Com o orgulho de quem dominou as subtilezas da língua portuguesa e construiu uma carreira sólida fora do país onde nasceu, Sam Hoather deixa um conselho directo a todas as mulheres:

As pessoas tendem a sentir-se mais provocadas quando realizas os teus sonhos do que quando passas tempo a justificá-los. Se eu tivesse uma filha, dir-lhe-ia para fazer tudo da mesma forma, sem desperdiçar tempo a justificar-se aos outros, para se poder concentrar apenas em concretizar.”

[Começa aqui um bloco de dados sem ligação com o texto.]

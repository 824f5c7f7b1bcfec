use std::collections::HashMap;

use logpattern_token::{Config, Pattern, Sequence, TagType, Token, TokenType};

use crate::error::ParseError;

/// One matched pattern, with each of its typed tokens bound to the concrete
/// value that matched it. Keys are tag base names, numerically suffixed
/// (`string`, `string1`, ...) in order of first appearance within the
/// pattern — the same scheme used when rendering a pattern string.
#[derive(Debug, Clone, PartialEq)]
pub struct Matched {
    pub pattern: Pattern,
    pub fields: HashMap<String, String>,
}

#[derive(Debug, Default)]
struct ParserNode {
    literal_children: HashMap<String, ParserNode>,
    typed_children: HashMap<TokenType, TypedEdge>,
    terminal: Option<Pattern>,
}

#[derive(Debug)]
struct TypedEdge {
    tag: TagType,
    field_key: String,
    child: ParserNode,
}

impl ParserNode {
    fn new() -> Self {
        ParserNode::default()
    }
}

/// Maintains the set of known patterns and answers whether an incoming
/// token sequence matches one of them.
///
/// Patterns share a trie keyed, at each position, by a discriminator: a
/// lowercased literal value for scaffolding tokens, or `(TokenType, TagType)`
/// for typed ones. The `add`-time invariant that makes matching
/// deterministic without backtracking is that no node may carry two typed
/// edges of the same `TokenType` but different `TagType` — matching
/// dispatches on type alone, so a second such edge could never be reached.
#[derive(Debug)]
pub struct Parser {
    root: ParserNode,
    config: Config,
}

impl Parser {
    pub fn new(config: Config) -> Self {
        Parser {
            root: ParserNode::new(),
            config,
        }
    }

    /// Register a pattern sequence. Errors with [`ParseError::DuplicatePattern`]
    /// if its rendered form is already known, or
    /// [`ParseError::AmbiguousPattern`] if it would create an unreachable
    /// typed edge (see struct docs).
    pub fn add(&mut self, sequence: Sequence) -> Result<(), ParseError> {
        let pattern = Pattern::new(sequence.clone(), &self.config);
        let field_keys = assign_field_keys(&sequence);

        let mut node = &mut self.root;
        for (token, field_key) in sequence.iter().zip(field_keys) {
            node = descend_or_create(node, token, field_key)?;
        }

        if node.terminal.is_some() {
            return Err(ParseError::DuplicatePattern);
        }
        node.terminal = Some(pattern);
        Ok(())
    }

    /// Match `sequence` against the known pattern set, returning the
    /// matched pattern and its bound field map, or [`ParseError::NoMatch`].
    pub fn parse(&self, sequence: &[Token]) -> Result<Matched, ParseError> {
        let mut node = &self.root;
        let mut fields = HashMap::new();

        for token in sequence {
            if !token.is_typed() {
                if let Some(next) = node.literal_children.get(&token.lowered_value()) {
                    node = next;
                    continue;
                }
            }
            if let Some(edge) = node.typed_children.get(&token.token_type) {
                fields.insert(edge.field_key.clone(), token.value.clone());
                node = &edge.child;
                continue;
            }
            return Err(ParseError::NoMatch);
        }

        match &node.terminal {
            Some(pattern) => Ok(Matched {
                pattern: pattern.clone(),
                fields,
            }),
            None => Err(ParseError::NoMatch),
        }
    }

    pub fn len(&self) -> usize {
        count_terminals(&self.root)
    }

    pub fn is_empty(&self) -> bool {
        self.len() == 0
    }
}

fn count_terminals(node: &ParserNode) -> usize {
    let mut n = if node.terminal.is_some() { 1 } else { 0 };
    n += node.literal_children.values().map(count_terminals).sum::<usize>();
    n += node
        .typed_children
        .values()
        .map(|e| count_terminals(&e.child))
        .sum::<usize>();
    n
}

fn descend_or_create<'a>(
    node: &'a mut ParserNode,
    token: &Token,
    field_key: Option<String>,
) -> Result<&'a mut ParserNode, ParseError> {
    if !token.is_typed() {
        let key = token.lowered_value();
        return Ok(node.literal_children.entry(key).or_insert_with(ParserNode::new));
    }

    if let Some(existing) = node.typed_children.get(&token.token_type) {
        if existing.tag != token.tag {
            return Err(ParseError::AmbiguousPattern);
        }
    } else {
        node.typed_children.insert(
            token.token_type,
            TypedEdge {
                tag: token.tag.clone(),
                field_key: field_key.unwrap_or_else(|| token.tag.base_name()),
                child: ParserNode::new(),
            },
        );
    }
    Ok(&mut node.typed_children.get_mut(&token.token_type).unwrap().child)
}

/// For each typed token in `sequence`, the field key it binds to when
/// matched: its tag's base name, numerically suffixed in order of first
/// appearance so repeated tags stay distinct (`string`, `string1`, ...).
fn assign_field_keys(sequence: &[Token]) -> Vec<Option<String>> {
    let mut seen: HashMap<String, usize> = HashMap::new();
    sequence
        .iter()
        .map(|token| {
            if !token.is_typed() {
                return None;
            }
            let base = token.tag.base_name();
            let count = seen.entry(base.clone()).or_insert(0);
            let suffix = *count;
            *count += 1;
            Some(if suffix == 0 {
                base
            } else {
                format!("{}{}", base, suffix)
            })
        })
        .collect()
}

#[cfg(test)]
mod tests {
    use super::*;
    use rstest::rstest;

    fn seq(tokens: Vec<Token>) -> Sequence {
        tokens
    }

    #[test]
    fn matches_exact_literal_sequence() {
        let mut parser = Parser::new(Config::default());
        parser
            .add(seq(vec![Token::literal("Failed"), Token::literal("password")]))
            .unwrap();
        let matched = parser
            .parse(&[Token::literal("Failed"), Token::literal("password")])
            .unwrap();
        assert_eq!(matched.pattern.rendered(), "Failedpassword");
    }

    #[test]
    fn binds_typed_tokens_into_field_map() {
        let mut parser = Parser::new(Config::default());
        parser
            .add(seq(vec![
                Token::literal("from"),
                Token::new(TokenType::IPv4, TagType::SrcIp, "0.0.0.0").with_space_before(true),
            ]))
            .unwrap();
        let matched = parser
            .parse(&[
                Token::literal("from"),
                Token::new(TokenType::IPv4, TagType::SrcIp, "218.161.81.238").with_space_before(true),
            ])
            .unwrap();
        assert_eq!(matched.fields.get("srcip"), Some(&"218.161.81.238".to_string()));
    }

    #[test]
    fn repeated_tag_gets_numeric_suffix_in_field_map() {
        let mut parser = Parser::new(Config::default());
        parser
            .add(seq(vec![
                Token::new(TokenType::String, TagType::String, "a"),
                Token::literal(","),
                Token::new(TokenType::String, TagType::String, "b"),
            ]))
            .unwrap();
        let matched = parser
            .parse(&[
                Token::new(TokenType::String, TagType::String, "x"),
                Token::literal(","),
                Token::new(TokenType::String, TagType::String, "y"),
            ])
            .unwrap();
        assert_eq!(matched.fields.get("string"), Some(&"x".to_string()));
        assert_eq!(matched.fields.get("string1"), Some(&"y".to_string()));
    }

    #[test]
    fn duplicate_pattern_is_rejected() {
        let mut parser = Parser::new(Config::default());
        parser.add(seq(vec![Token::literal("ok")])).unwrap();
        assert_eq!(
            parser.add(seq(vec![Token::literal("ok")])),
            Err(ParseError::DuplicatePattern)
        );
    }

    #[test]
    fn conflicting_tag_on_same_type_at_same_node_is_ambiguous() {
        let mut parser = Parser::new(Config::default());
        parser
            .add(seq(vec![Token::new(TokenType::IPv4, TagType::SrcIp, "0.0.0.0")]))
            .unwrap();
        let result = parser.add(seq(vec![Token::new(TokenType::IPv4, TagType::DstIp, "0.0.0.0")]));
        assert_eq!(result, Err(ParseError::AmbiguousPattern));
    }

    #[test]
    fn literal_edge_is_preferred_over_a_typed_edge_at_the_same_node() {
        let mut parser = Parser::new(Config::default());
        parser.add(seq(vec![Token::literal("restart")])).unwrap();
        parser
            .add(seq(vec![Token::new(TokenType::String, TagType::Object, "x")]))
            .unwrap();
        let matched = parser.parse(&[Token::literal("restart")]).unwrap();
        assert_eq!(matched.pattern.rendered(), "restart");
    }

    #[rstest]
    #[case(vec![Token::literal("nope")])]
    #[case(vec![Token::literal("a")])]
    #[case(vec![Token::literal("a"), Token::literal("b"), Token::literal("c")])]
    fn sequences_outside_the_known_pattern_set_are_no_match(#[case] input: Vec<Token>) {
        let mut parser = Parser::new(Config::default());
        parser.add(seq(vec![Token::literal("ok")])).unwrap();
        parser
            .add(seq(vec![Token::literal("a"), Token::literal("b")]))
            .unwrap();
        assert_eq!(parser.parse(&input), Err(ParseError::NoMatch));
    }
}
use serde::{Deserialize, Serialize};

use crate::token::TokenType;

/// Semantic role a token plays in the record, independent of how it lexes.
///
/// The spec calls this a closed enumeration, but the persisted pattern file
/// format (`%tag%`) lets an author write any tag name they like (e.g. the
/// house style `%multiline%` seen in the original tool's config tests). We
/// resolve that tension the idiomatic way: the well-known domain roles are
/// real variants, and anything else falls into `Custom`, so matching on
/// `TagType` stays exhaustive without silently mapping unknown names onto
/// `Unknown` (which would make `%srchost%` and `%bogus%` indistinguishable).
#[derive(Debug, Clone, PartialEq, Eq, Hash, Serialize, Deserialize)]
pub enum TagType {
    Unknown,
    Object,
    Action,
    Status,
    SrcIp,
    DstIp,
    Ipv6,
    SrcPort,
    DstPort,
    SrcUser,
    DstUser,
    SrcHost,
    DstHost,
    SrcMac,
    DstMac,
    Protocol,
    Method,
    Uri,
    Size,
    Duration,
    String,
    Integer,
    Float,
    Time,
    Custom(String),
}

impl TagType {
    /// Resolve a tag name (as written in a `%tag%` placeholder or produced
    /// by the analyzer's key-name heuristic) to a `TagType` variant.
    pub fn from_name(name: &str) -> TagType {
        match name.to_lowercase().as_str() {
            "unknown" => TagType::Unknown,
            "object" => TagType::Object,
            "action" => TagType::Action,
            "status" => TagType::Status,
            "srcip" => TagType::SrcIp,
            "dstip" => TagType::DstIp,
            "ipv6" => TagType::Ipv6,
            "srcport" => TagType::SrcPort,
            "dstport" => TagType::DstPort,
            "srcuser" => TagType::SrcUser,
            "dstuser" => TagType::DstUser,
            "srchost" => TagType::SrcHost,
            "dsthost" => TagType::DstHost,
            "srcmac" => TagType::SrcMac,
            "dstmac" => TagType::DstMac,
            "protocol" | "proto" => TagType::Protocol,
            "method" => TagType::Method,
            "uri" | "url" => TagType::Uri,
            "size" => TagType::Size,
            "duration" => TagType::Duration,
            "string" => TagType::String,
            "integer" => TagType::Integer,
            "float" => TagType::Float,
            "time" => TagType::Time,
            _ => TagType::Custom(name.to_string()),
        }
    }

    /// The rendered, lowercase tag name used in `%tag%` / `%{TYPE:tag}`
    /// output. This is the base name *before* numeric disambiguation
    /// (`string`, not `string1`) — see [`crate::sequence::render`].
    pub fn base_name(&self) -> String {
        match self {
            TagType::Unknown => "unknown".to_string(),
            TagType::Object => "object".to_string(),
            TagType::Action => "action".to_string(),
            TagType::Status => "status".to_string(),
            TagType::SrcIp => "srcip".to_string(),
            TagType::DstIp => "dstip".to_string(),
            TagType::Ipv6 => "ipv6".to_string(),
            TagType::SrcPort => "srcport".to_string(),
            TagType::DstPort => "dstport".to_string(),
            TagType::SrcUser => "srcuser".to_string(),
            TagType::DstUser => "dstuser".to_string(),
            TagType::SrcHost => "srchost".to_string(),
            TagType::DstHost => "dsthost".to_string(),
            TagType::SrcMac => "srcmac".to_string(),
            TagType::DstMac => "dstmac".to_string(),
            TagType::Protocol => "protocol".to_string(),
            TagType::Method => "method".to_string(),
            TagType::Uri => "uri".to_string(),
            TagType::Size => "size".to_string(),
            TagType::Duration => "duration".to_string(),
            TagType::String => "string".to_string(),
            TagType::Integer => "integer".to_string(),
            TagType::Float => "float".to_string(),
            TagType::Time => "time".to_string(),
            TagType::Custom(name) => name.to_lowercase(),
        }
    }

    /// Built-in fallback lexical type for a tag name, used when the
    /// `tagTypeMap` config option has no explicit entry for it. Mirrors the
    /// examples in the spec (`srcip` -> IPv4, `integer` -> Integer,
    /// `srchost` -> a String host name, unknown tags -> String).
    pub fn default_token_type(&self) -> TokenType {
        match self {
            TagType::SrcIp | TagType::DstIp => TokenType::IPv4,
            TagType::Ipv6 => TokenType::IPv6,
            TagType::SrcMac | TagType::DstMac => TokenType::MacAddress,
            TagType::SrcPort | TagType::DstPort | TagType::Integer | TagType::Size => {
                TokenType::Integer
            }
            TagType::Float | TagType::Duration => TokenType::Float,
            TagType::Uri => TokenType::Uri,
            TagType::Time => TokenType::Time,
            _ => TokenType::String,
        }
    }
}
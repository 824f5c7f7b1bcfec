//! Shared token, tag and sequence model for the logpattern toolchain.
//!
//! This crate has no notion of *how* a [`Token`] was produced (that's
//! `logpattern-scan`), how a [`Sequence`] is matched against known shapes
//! (`logpattern-parse`), or how new patterns are synthesized from a corpus
//! (`logpattern-analyze`). It only defines the vocabulary those three crates
//! share: the closed [`TokenType`]/[`TagType`] enumerations, the [`Token`]
//! and [`Sequence`]/[`Pattern`] records, and the runtime [`Config`] threaded
//! through every constructor in the toolchain.

mod config;
mod sequence;
mod tag;
mod token;

pub use config::{Config, PlaceholderSyntax, ThresholdPolicy};
pub use sequence::{render, Pattern, Sequence};
pub use tag::TagType;
pub use token::{Token, TokenType};
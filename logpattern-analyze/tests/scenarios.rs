//! End-to-end worked scenarios from the spec's "concrete scenarios" table,
//! driven through the real Scanner rather than hand-built token sequences.

use logpattern_analyze::Analyzer;
use logpattern_scan::Scanner;
use logpattern_token::{Config, PlaceholderSyntax};

#[test]
fn sshd_failed_password_line_generalizes_host_and_port() {
    let config = Config {
        placeholder_syntax: PlaceholderSyntax::Grok,
        ..Config::default()
    };
    let mut scanner = Scanner::new(config.clone());
    let line = "Jan 12 06:49:42 irc sshd[7034]: Failed password for root from 218.161.81.238 port 4228 ssh2";
    let sequence = scanner.scan(line, false, &[]).unwrap();

    let mut analyzer = Analyzer::new(config);
    analyzer.add(sequence.clone()).unwrap();
    analyzer.finalize();
    let pattern = analyzer.analyze(&sequence).unwrap();

    assert_eq!(
        pattern.rendered(),
        "%{TIMESTAMP:time} irc sshd[%{INT:integer}]: Failed password for root from %{IP:srcip} port %{INT:srcport} ssh2"
    );
}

Criar, transformar e permanecer

O Dia Internacional da Mulher existe graças às lutas operárias do início do século XX, quando as mulheres se uniram para exigir melhores condições de trabalho e o direito de voto. Mais de cem anos depois, o cenário mudou - e ainda bem -, mas o núcleo do que este dia representa mantém-se: a reivindicação do direito a uma existência plena e a gratidão pelo caminho aberto por quem veio antes, criando o espaço e a voz de que tantas mulheres dispõem hoje.

No dia 8 de Março, mulheres em todo o mundo agradecem e celebram as suas antepassadas por terem dado início a um ideal de futuro em que seja possível existir sem medo e sem julgamento, com direitos e oportunidades iguais e, acima de tudo, num lugar seguro para criar, transformar e permanecer.

Assinalar esta data nas Notícias de Portugal é reconhecer que, embora as mulheres continuem a ser arquitectas de inovação e de estabilidade, a sua luta ainda passa por transformar o “ter de fazer” no “poder ser”.

Há também uma dimensão menos visível - mas decisiva - nesta transformação: a construção de redes de apoio e de mentoria, dentro e fora das organizações. Quando o conhecimento circula e quando as mulheres têm espaço para errar, aprender e voltar a tentar sem penalizações desproporcionais, o trabalho deixa de ser apenas sobrevivência e passa a ser projecto, voz e continuidade.

E, no quotidiano, a mudança ganha forma em gestos concretos: equipas que reconhecem o impacto da dupla jornada, políticas que valorizam a conciliação sem estigma, e uma cultura que não confunde disponibilidade permanente com mérito. É nesse terreno prático que a promessa de igualdade se aproxima da realidade.

Entre a visão empática de Lucy Musk e a determinação pragmática de Sam Hoather, fica a imagem de uma mulher que não pede licença para zarpar; simplesmente, zarpa.